>>>>

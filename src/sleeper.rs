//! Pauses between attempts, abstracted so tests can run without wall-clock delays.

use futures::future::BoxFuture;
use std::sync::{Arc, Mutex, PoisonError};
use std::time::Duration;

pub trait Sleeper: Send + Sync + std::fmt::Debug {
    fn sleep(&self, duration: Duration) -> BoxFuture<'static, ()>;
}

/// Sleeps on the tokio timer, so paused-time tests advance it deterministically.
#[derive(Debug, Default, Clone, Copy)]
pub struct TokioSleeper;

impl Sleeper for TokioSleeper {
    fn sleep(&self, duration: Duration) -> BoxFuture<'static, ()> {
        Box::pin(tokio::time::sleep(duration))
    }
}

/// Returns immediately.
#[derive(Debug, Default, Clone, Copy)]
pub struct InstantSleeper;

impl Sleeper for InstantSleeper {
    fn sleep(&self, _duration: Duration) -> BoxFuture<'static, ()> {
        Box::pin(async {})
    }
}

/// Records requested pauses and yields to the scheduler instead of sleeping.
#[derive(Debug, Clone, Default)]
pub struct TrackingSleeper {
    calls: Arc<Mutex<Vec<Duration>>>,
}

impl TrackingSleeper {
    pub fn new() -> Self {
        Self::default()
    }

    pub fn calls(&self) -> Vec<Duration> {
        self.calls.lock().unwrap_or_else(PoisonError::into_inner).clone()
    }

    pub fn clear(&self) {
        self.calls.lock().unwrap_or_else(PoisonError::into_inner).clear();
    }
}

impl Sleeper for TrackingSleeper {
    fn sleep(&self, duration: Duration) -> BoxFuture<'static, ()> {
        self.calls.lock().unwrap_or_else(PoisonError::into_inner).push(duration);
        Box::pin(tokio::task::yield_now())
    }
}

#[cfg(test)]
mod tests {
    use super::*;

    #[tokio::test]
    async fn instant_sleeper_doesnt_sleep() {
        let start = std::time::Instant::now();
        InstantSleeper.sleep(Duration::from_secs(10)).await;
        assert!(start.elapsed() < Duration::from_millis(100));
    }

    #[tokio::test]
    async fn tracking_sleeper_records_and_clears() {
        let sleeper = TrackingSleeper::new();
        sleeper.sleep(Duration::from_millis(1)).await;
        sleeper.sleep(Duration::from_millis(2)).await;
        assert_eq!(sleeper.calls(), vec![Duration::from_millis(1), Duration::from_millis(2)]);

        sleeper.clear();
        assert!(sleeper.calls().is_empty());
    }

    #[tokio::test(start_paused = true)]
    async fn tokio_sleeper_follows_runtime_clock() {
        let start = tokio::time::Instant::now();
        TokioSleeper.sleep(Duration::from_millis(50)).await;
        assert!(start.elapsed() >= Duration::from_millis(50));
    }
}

<<<<
>>>>

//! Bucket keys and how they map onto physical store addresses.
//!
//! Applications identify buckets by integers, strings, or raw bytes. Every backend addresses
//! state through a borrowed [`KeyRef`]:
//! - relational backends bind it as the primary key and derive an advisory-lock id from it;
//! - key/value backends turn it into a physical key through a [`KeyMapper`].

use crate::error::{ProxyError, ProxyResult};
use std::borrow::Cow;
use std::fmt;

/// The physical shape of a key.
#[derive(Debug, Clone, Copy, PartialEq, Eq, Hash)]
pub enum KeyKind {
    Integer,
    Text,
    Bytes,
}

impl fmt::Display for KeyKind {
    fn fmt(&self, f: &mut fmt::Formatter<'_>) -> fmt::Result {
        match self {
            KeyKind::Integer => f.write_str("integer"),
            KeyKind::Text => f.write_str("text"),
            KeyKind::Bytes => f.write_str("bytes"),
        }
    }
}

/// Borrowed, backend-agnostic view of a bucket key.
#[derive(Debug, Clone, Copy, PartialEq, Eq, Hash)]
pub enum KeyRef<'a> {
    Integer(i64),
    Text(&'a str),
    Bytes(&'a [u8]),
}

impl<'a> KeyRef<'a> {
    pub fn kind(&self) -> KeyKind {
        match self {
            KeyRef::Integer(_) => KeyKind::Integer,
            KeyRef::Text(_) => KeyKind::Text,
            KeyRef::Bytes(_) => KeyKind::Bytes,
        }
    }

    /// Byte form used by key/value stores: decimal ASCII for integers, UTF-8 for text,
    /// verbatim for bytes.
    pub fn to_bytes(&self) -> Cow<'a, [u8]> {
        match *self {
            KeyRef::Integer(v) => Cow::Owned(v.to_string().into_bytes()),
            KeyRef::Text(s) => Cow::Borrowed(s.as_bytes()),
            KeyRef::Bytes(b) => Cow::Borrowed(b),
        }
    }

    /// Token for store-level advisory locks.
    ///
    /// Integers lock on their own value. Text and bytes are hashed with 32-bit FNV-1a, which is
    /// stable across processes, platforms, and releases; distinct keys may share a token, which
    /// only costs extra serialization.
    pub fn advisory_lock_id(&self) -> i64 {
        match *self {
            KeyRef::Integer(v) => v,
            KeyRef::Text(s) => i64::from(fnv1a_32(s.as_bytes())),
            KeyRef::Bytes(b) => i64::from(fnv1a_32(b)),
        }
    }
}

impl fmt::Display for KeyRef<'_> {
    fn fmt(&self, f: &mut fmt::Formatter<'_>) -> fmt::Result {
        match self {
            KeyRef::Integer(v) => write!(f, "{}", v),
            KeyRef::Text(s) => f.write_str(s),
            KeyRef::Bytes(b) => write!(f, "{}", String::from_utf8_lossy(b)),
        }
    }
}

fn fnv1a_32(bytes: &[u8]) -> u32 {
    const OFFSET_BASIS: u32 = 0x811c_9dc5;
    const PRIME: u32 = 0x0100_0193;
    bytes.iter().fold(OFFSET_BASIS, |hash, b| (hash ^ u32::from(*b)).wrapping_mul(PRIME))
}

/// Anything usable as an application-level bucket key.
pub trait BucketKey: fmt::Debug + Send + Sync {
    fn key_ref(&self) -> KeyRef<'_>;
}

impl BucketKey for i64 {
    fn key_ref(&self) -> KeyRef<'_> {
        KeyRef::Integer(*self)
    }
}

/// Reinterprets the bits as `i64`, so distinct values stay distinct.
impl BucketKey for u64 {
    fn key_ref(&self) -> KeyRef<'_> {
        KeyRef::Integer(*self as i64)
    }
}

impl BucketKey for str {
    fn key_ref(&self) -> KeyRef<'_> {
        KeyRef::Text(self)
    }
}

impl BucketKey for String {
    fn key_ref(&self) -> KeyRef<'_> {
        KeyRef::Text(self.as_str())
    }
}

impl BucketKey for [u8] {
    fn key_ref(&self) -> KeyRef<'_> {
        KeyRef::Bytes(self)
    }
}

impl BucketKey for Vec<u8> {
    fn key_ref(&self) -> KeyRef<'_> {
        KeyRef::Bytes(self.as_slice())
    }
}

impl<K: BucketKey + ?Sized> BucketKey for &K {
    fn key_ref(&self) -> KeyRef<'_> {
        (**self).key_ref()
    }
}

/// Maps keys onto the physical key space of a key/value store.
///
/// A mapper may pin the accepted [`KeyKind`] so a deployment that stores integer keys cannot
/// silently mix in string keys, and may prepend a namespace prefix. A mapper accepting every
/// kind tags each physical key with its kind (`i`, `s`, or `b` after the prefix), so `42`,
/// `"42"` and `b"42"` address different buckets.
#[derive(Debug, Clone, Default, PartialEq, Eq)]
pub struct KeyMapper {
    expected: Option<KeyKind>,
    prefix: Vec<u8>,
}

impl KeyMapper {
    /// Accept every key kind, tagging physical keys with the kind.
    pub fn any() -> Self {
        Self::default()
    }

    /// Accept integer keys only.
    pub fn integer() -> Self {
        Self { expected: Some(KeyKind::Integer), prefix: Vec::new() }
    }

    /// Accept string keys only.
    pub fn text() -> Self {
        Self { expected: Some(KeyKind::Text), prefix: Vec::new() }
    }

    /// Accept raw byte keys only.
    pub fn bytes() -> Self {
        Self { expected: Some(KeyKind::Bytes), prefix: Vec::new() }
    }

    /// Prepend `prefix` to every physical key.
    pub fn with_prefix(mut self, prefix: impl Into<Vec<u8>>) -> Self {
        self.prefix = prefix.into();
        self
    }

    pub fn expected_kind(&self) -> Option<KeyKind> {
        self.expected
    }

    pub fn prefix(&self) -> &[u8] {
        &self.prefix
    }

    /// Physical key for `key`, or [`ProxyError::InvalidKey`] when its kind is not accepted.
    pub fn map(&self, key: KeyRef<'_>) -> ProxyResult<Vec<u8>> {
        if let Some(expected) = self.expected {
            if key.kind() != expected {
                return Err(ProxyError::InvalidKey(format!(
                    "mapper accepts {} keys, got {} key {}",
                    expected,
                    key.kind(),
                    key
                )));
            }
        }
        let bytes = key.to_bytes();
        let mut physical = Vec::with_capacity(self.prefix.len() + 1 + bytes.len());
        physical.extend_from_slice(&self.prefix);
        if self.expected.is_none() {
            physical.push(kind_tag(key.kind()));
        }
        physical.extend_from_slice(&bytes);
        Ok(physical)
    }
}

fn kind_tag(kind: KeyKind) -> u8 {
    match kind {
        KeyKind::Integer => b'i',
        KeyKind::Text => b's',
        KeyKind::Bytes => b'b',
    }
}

<<<<
>>>>

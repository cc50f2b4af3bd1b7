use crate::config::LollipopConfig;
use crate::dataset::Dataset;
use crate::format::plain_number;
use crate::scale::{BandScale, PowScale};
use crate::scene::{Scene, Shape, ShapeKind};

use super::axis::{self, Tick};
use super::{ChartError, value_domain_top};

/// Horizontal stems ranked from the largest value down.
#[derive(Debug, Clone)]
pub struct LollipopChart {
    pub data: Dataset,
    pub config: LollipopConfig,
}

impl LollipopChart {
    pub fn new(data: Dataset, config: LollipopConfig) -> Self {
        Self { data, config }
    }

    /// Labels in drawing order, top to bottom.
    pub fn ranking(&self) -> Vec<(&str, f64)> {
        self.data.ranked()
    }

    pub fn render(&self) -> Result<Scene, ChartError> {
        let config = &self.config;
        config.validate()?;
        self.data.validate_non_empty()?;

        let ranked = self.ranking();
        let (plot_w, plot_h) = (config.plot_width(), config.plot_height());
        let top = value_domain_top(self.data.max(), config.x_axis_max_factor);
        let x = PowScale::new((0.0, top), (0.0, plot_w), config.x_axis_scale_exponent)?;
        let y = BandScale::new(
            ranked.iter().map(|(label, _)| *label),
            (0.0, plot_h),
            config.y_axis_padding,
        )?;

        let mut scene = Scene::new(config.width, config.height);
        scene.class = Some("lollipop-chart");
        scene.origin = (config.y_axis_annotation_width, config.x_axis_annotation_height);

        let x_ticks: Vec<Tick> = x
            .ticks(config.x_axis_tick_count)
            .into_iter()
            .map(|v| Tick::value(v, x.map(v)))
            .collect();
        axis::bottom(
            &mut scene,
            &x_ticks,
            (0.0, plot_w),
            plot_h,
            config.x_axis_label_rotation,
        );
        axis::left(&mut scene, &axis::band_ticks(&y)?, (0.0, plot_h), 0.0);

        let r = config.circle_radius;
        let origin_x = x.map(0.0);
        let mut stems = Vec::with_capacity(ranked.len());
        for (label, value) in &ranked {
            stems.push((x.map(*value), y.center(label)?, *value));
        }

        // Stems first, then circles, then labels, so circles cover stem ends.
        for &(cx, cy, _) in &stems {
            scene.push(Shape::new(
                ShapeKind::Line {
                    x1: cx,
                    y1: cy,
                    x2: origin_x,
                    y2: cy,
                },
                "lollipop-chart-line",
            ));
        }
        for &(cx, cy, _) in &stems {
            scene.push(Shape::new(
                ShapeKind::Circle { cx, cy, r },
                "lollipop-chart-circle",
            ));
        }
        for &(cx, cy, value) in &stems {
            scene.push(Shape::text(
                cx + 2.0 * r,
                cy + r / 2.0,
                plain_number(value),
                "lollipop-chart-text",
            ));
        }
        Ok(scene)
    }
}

<<<<

◆ **Your assignment**
In the listing above, locate the line with "filename src/sleeper.rs" and the line with "fn sleep(&self, _duration: Duration)", then extract exactly those lines and every line between them, and nothing more.

◆ **Solution**
filename src/sleeper.rs
//! Pauses between attempts, abstracted so tests can run without wall-clock delays.

use futures::future::BoxFuture;
use std::sync::{Arc, Mutex, PoisonError};
use std::time::Duration;

pub trait Sleeper: Send + Sync + std::fmt::Debug {
    fn sleep(&self, duration: Duration) -> BoxFuture<'static, ()>;
}

/// Sleeps on the tokio timer, so paused-time tests advance it deterministically.
#[derive(Debug, Default, Clone, Copy)]
pub struct TokioSleeper;

impl Sleeper for TokioSleeper {
    fn sleep(&self, duration: Duration) -> BoxFuture<'static, ()> {
        Box::pin(tokio::time::sleep(duration))
    }
}

/// Returns immediately.
#[derive(Debug, Default, Clone, Copy)]
pub struct InstantSleeper;

impl Sleeper for InstantSleeper {
    fn sleep(&self, _duration: Duration) -> BoxFuture<'static, ()> {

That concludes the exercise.